The execution of earthworks and bridge foundations is being carried out under challenging geotechnical conditions, characterized by the presence of extensive surficial deposits and spatial constraints. Notably, the alignment intersects with a high-pressure gas pipeline, necessitating the design of relatively steep soil cut slopes to accommodate right-of-way limitations.
The total length of formed cuts amounts to approximately 9,000 meters, with a maximum cut height of 35 meters, particularly within limestone formations.
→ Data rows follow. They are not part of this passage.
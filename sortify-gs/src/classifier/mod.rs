//! Genre classifier
//!
//! A random forest trained once per run on the training table and then used
//! for batch inference. Predictions are index-aligned with their input.
//!
//! Each tree votes; ties between equally voted genres resolve to the lexicographically
//! smallest genre, since class indices follow sorted genre order.

mod forest;

use crate::error::GenreError;
use crate::types::{CanonicalGenre, FeatureVector};
use forest::RandomForest;
use sortify_common::config::ClassifierConfig;
use std::collections::BTreeSet;
use tracing::info;

/// Forest hyperparameters
#[derive(Debug, Clone, Copy, PartialEq, Eq)]
pub struct ForestParams {
    /// Number of trees
    pub n_trees: usize,
    /// Maximum depth of each tree
    pub max_depth: usize,
    /// Seed for bootstrap sampling and feature subsampling
    pub seed: u64,
}

impl Default for ForestParams {
    fn default() -> Self {
        Self {
            n_trees: 100,
            max_depth: 10,
            seed: 42,
        }
    }
}

impl From<&ClassifierConfig> for ForestParams {
    fn from(config: &ClassifierConfig) -> Self {
        Self {
            n_trees: config.n_trees.max(1),
            max_depth: config.max_depth.max(1),
            seed: config.seed,
        }
    }
}

/// Fitted model: immutable after training
#[derive(Debug)]
pub struct TrainedModel {
    classes: Vec<CanonicalGenre>,
    n_features: usize,
    forest: RandomForest,
}

impl TrainedModel {
    fn fit(
        features: &[FeatureVector],
        labels: &[CanonicalGenre],
        params: ForestParams,
    ) -> Result<Self, GenreError> {
        if features.len() != labels.len() {
            return Err(GenreError::LengthMismatch {
                what: "feature vectors vs labels",
                left: features.len(),
                right: labels.len(),
            });
        }
        if features.is_empty() {
            return Err(GenreError::EmptyTrainingSet);
        }

        let n_features = features[0].len();
        if n_features == 0 {
            return Err(GenreError::FeatureShape {
                expected: crate::types::FEATURE_COUNT,
                actual: 0,
            });
        }
        if let Some(ragged) = features.iter().find(|f| f.len() != n_features) {
            return Err(GenreError::FeatureShape {
                expected: n_features,
                actual: ragged.len(),
            });
        }

        let classes: Vec<CanonicalGenre> = labels
            .iter()
            .cloned()
            .collect::<BTreeSet<_>>()
            .into_iter()
            .collect();
        let class_index: Vec<usize> = labels
            .iter()
            .map(|l| classes.binary_search(l).unwrap_or_default())
            .collect();
        let rows: Vec<&[f64]> = features.iter().map(FeatureVector::as_slice).collect();

        let forest = RandomForest::fit(
            &rows,
            &class_index,
            classes.len(),
            params.n_trees,
            params.max_depth,
            params.seed,
        )?;

        info!(
            rows = rows.len(),
            classes = classes.len(),
            trees = forest.n_trees(),
            features_per_split = forest.max_features(),
            seed = params.seed,
            "Genre classifier trained"
        );

        Ok(Self {
            classes,
            n_features,
            forest,
        })
    }

    /// Genres the model can predict, sorted
    pub fn classes(&self) -> &[CanonicalGenre] {
        &self.classes
    }

    /// Vector length seen during training
    pub fn n_features(&self) -> usize {
        self.n_features
    }

    /// Predict one genre per vector, in input order
    ///
    /// Fails on the first vector whose length differs from the training
    /// feature count; nothing is predicted in that case.
    pub fn predict(&self, vectors: &[FeatureVector]) -> Result<Vec<CanonicalGenre>, GenreError> {
        if let Some(bad) = vectors.iter().find(|v| v.len() != self.n_features) {
            return Err(GenreError::FeatureShape {
                expected: self.n_features,
                actual: bad.len(),
            });
        }

        let rows: Vec<&[f64]> = vectors.iter().map(FeatureVector::as_slice).collect();
        self.forest
            .predict_classes(&rows)?
            .into_iter()
            .map(|class| {
                self.classes
                    .get(class)
                    .cloned()
                    .ok_or_else(|| GenreError::Model(format!("unknown class index {}", class)))
            })
            .collect()
    }
}

/// Train-once, predict-many genre classifier
#[derive(Debug, Default)]
pub struct GenreClassifier {
    params: ForestParams,
    model: Option<TrainedModel>,
}

impl GenreClassifier {
    pub fn new(params: ForestParams) -> Self {
        Self { params, model: None }
    }

    pub fn params(&self) -> ForestParams {
        self.params
    }

    pub fn is_trained(&self) -> bool {
        self.model.is_some()
    }

    /// The fitted model, if trained
    pub fn model(&self) -> Option<&TrainedModel> {
        self.model.as_ref()
    }

    /// Fit the forest on index-aligned features and labels
    ///
    /// A classifier is fitted exactly once; a second call fails with
    /// [`GenreError::AlreadyTrained`].
    pub fn train(
        &mut self,
        features: &[FeatureVector],
        labels: &[CanonicalGenre],
    ) -> Result<(), GenreError> {
        if self.model.is_some() {
            return Err(GenreError::AlreadyTrained);
        }
        self.model = Some(TrainedModel::fit(features, labels, self.params)?);
        Ok(())
    }

    /// Predict one genre per vector, in input order
    pub fn predict(&self, vectors: &[FeatureVector]) -> Result<Vec<CanonicalGenre>, GenreError> {
        self.model
            .as_ref()
            .ok_or(GenreError::UntrainedModel)?
            .predict(vectors)
    }
}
Stabilization measures, including soil nailing and rock bolting, are specified along approximately 3,500 meters of these excavations.
The embankments extend over a total length of approximately 2,000 meters, reaching a maximum height of 18 meters.
Additionally, an MSE wall with a slope inclination of 1V:3H and a maximum height of 26 meters has been designed along a 250-meter section of the alignment.
Furthermore, a composite geotechnical structure comprising a rockfill embankment with an MSE wall constructed above it is foreseen, with a total height of 29 meters.
Final Structural Design
Bridges
- Bridge G1 (330 m)
- Bridge G3 (57 m)
- Bridge G4 (36 m)
- Bridge G6 (89 m, composite structure)
- Bridge G7 (36 m)
- Bridge G8 (380 m)
Overpasses / Underpasses
- KO4 (13 m)
- KO11 (22 m)
- KO12 (30 m)
- KO14 (28 m)
Retaining Walls
- Subsection A: Total length 238 m
- Subsection B: Total length 297 m
Services Provided
Design services encompassed the full elaboration of Structural, Transportation, Geotechnical, Architectural, and Safety Designs for the entire project. This included roadway and interchange design, bridge and overpass structures, tunnel excavation and lining, earthworks and retaining systems, as well as tunnel service buildings and road safety infrastructure. All designs were developed in accordance with current engineering standards and project specifications, ensuring the functionality, safety, and durability of the infrastructure works.